## WHAT YOU NEED TO DO
Find the string "users" in the material. Copy every line that has it.

### RECORDS FOR THE TASK

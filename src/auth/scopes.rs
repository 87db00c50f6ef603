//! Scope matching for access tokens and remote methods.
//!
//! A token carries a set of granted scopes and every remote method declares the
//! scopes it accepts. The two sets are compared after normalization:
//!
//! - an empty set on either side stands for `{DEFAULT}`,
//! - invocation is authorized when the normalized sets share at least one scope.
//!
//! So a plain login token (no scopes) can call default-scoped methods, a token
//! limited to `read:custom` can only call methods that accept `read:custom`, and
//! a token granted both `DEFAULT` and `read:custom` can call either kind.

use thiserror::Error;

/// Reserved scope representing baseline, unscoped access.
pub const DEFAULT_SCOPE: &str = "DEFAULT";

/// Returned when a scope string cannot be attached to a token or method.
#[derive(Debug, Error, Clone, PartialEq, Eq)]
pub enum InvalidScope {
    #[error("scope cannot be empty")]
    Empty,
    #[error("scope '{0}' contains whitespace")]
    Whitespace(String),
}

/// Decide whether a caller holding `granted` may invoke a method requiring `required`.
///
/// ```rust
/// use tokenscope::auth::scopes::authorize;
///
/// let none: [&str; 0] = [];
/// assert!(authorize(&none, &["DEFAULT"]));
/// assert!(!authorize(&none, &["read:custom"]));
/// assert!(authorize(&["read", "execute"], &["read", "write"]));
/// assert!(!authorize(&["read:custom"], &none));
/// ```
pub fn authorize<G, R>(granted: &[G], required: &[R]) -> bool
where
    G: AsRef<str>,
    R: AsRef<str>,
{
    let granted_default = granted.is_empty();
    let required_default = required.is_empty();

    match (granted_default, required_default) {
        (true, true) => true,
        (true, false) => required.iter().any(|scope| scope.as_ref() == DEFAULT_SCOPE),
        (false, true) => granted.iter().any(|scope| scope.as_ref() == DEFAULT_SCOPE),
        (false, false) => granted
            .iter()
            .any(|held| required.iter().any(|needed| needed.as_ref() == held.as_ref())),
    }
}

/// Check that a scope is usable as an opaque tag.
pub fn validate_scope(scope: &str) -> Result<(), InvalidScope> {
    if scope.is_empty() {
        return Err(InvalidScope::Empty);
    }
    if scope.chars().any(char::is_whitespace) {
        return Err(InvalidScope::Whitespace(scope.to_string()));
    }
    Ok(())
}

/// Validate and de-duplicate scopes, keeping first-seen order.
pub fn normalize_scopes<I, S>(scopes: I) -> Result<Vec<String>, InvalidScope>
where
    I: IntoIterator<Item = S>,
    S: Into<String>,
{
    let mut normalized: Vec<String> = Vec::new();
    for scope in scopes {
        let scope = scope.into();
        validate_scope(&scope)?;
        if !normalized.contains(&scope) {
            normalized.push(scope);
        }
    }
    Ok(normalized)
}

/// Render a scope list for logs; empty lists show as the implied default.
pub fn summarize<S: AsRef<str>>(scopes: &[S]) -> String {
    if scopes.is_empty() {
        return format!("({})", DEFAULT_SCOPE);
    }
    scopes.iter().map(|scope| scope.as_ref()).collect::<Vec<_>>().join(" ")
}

######
### RECORDS FOR THE TASK

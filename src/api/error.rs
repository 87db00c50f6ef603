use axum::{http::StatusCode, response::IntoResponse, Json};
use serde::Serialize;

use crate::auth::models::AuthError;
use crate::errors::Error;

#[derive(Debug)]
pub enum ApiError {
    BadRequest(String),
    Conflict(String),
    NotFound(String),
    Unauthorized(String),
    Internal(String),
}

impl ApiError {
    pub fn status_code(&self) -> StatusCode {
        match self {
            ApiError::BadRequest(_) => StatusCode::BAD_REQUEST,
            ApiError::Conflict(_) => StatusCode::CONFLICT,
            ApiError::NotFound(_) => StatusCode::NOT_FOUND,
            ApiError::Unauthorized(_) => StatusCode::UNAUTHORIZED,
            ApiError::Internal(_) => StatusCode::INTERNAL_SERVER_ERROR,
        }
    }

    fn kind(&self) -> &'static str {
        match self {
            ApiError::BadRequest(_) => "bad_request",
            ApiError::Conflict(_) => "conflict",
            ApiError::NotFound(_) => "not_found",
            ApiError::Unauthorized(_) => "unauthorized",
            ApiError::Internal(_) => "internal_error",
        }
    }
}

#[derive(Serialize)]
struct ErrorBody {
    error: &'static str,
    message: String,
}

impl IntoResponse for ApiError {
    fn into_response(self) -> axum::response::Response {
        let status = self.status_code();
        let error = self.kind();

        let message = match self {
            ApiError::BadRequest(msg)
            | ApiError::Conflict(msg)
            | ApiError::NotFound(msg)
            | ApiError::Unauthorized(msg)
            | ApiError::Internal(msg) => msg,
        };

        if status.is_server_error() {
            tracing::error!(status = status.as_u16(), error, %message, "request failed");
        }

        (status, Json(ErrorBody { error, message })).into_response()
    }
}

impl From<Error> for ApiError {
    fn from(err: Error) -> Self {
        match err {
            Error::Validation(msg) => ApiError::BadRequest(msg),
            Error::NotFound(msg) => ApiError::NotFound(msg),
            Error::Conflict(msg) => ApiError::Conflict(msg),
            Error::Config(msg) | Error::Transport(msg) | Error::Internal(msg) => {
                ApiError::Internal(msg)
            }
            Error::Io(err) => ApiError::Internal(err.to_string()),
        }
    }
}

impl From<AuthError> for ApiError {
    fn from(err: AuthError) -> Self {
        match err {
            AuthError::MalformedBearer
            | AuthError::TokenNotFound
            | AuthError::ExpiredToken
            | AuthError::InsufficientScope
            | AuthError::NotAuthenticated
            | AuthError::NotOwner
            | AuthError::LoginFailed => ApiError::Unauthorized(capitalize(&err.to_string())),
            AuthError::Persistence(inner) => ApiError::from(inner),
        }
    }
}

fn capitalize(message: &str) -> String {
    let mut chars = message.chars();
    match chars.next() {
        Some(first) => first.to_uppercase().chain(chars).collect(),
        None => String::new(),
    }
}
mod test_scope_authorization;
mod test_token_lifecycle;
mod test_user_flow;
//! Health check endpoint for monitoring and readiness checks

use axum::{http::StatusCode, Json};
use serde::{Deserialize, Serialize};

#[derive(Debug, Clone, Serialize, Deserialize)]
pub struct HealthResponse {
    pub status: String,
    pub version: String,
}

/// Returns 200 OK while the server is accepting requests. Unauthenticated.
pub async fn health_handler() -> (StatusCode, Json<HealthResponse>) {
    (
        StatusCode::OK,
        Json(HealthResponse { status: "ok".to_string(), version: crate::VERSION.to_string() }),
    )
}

######
### RECORDS FOR THE TASK

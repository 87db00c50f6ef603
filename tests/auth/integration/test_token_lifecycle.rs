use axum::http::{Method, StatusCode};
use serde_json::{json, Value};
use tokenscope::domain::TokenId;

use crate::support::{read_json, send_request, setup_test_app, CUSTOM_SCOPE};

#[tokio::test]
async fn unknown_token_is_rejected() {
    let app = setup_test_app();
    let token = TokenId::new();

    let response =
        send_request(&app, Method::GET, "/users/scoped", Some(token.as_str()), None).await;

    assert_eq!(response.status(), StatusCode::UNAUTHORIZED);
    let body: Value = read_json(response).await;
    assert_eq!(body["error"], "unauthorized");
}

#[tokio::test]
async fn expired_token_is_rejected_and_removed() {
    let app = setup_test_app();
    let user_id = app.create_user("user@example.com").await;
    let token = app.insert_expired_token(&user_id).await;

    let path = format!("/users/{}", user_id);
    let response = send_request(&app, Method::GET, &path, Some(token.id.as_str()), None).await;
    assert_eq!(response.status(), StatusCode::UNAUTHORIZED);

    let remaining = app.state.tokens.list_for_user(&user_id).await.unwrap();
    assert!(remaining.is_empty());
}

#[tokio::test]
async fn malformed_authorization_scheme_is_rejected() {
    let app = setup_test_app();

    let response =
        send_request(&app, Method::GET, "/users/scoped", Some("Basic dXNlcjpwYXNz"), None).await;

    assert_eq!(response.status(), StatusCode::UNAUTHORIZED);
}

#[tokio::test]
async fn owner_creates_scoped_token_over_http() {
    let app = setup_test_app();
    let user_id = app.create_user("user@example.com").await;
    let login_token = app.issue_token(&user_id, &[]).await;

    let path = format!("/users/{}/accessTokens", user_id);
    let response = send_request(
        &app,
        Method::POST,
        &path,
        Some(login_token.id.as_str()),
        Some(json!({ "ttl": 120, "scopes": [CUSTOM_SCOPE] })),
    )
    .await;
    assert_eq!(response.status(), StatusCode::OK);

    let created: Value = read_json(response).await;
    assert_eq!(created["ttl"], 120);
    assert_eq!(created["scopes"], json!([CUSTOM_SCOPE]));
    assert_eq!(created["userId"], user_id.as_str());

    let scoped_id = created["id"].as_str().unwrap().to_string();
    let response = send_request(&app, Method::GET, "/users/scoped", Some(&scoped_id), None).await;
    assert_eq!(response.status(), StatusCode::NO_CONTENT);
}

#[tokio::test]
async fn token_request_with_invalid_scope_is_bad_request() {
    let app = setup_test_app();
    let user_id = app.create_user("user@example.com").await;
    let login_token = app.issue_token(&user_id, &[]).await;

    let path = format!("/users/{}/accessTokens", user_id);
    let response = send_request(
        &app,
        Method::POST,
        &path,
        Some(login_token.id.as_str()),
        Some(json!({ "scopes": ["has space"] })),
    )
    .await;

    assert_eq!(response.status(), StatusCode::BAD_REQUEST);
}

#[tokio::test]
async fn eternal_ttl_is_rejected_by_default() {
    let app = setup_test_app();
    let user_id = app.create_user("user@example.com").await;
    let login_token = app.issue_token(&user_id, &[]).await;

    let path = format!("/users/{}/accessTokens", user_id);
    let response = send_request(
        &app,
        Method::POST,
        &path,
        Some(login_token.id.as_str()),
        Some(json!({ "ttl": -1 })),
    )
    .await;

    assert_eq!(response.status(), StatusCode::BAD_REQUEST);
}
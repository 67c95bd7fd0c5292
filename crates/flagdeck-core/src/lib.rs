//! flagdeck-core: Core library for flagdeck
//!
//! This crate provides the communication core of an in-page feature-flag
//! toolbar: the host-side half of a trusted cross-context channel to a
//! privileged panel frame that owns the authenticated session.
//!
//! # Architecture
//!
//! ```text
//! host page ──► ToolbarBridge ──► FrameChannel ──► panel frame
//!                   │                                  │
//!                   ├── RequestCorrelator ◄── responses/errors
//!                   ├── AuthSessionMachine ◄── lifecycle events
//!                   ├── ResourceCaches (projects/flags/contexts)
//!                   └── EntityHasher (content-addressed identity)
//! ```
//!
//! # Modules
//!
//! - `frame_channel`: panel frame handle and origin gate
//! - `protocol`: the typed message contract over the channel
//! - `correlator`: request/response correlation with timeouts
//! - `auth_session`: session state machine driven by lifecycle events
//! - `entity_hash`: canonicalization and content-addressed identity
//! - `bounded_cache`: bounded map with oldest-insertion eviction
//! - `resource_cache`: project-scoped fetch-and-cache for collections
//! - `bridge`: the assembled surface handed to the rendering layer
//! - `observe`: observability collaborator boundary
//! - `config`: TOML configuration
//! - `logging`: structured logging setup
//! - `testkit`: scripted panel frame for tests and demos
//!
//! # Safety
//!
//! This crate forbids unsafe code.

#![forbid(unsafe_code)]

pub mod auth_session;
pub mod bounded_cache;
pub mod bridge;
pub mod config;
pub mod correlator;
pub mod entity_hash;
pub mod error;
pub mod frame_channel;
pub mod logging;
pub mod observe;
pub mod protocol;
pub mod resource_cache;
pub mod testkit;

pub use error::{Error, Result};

######

## SOLUTION TO THIS PROBLEM
        send_request(&app, Method::GET, "/users/scoped", Some(token.as_str()), None).await;
    let path = format!("/users/{}", user_id);
        send_request(&app, Method::GET, "/users/scoped", Some("Basic dXNlcjpwYXNz"), None).await;
    let path = format!("/users/{}/accessTokens", user_id);
    let response = send_request(&app, Method::GET, "/users/scoped", Some(&scoped_id), None).await;
    let path = format!("/users/{}/accessTokens", user_id);
    let path = format!("/users/{}/accessTokens", user_id);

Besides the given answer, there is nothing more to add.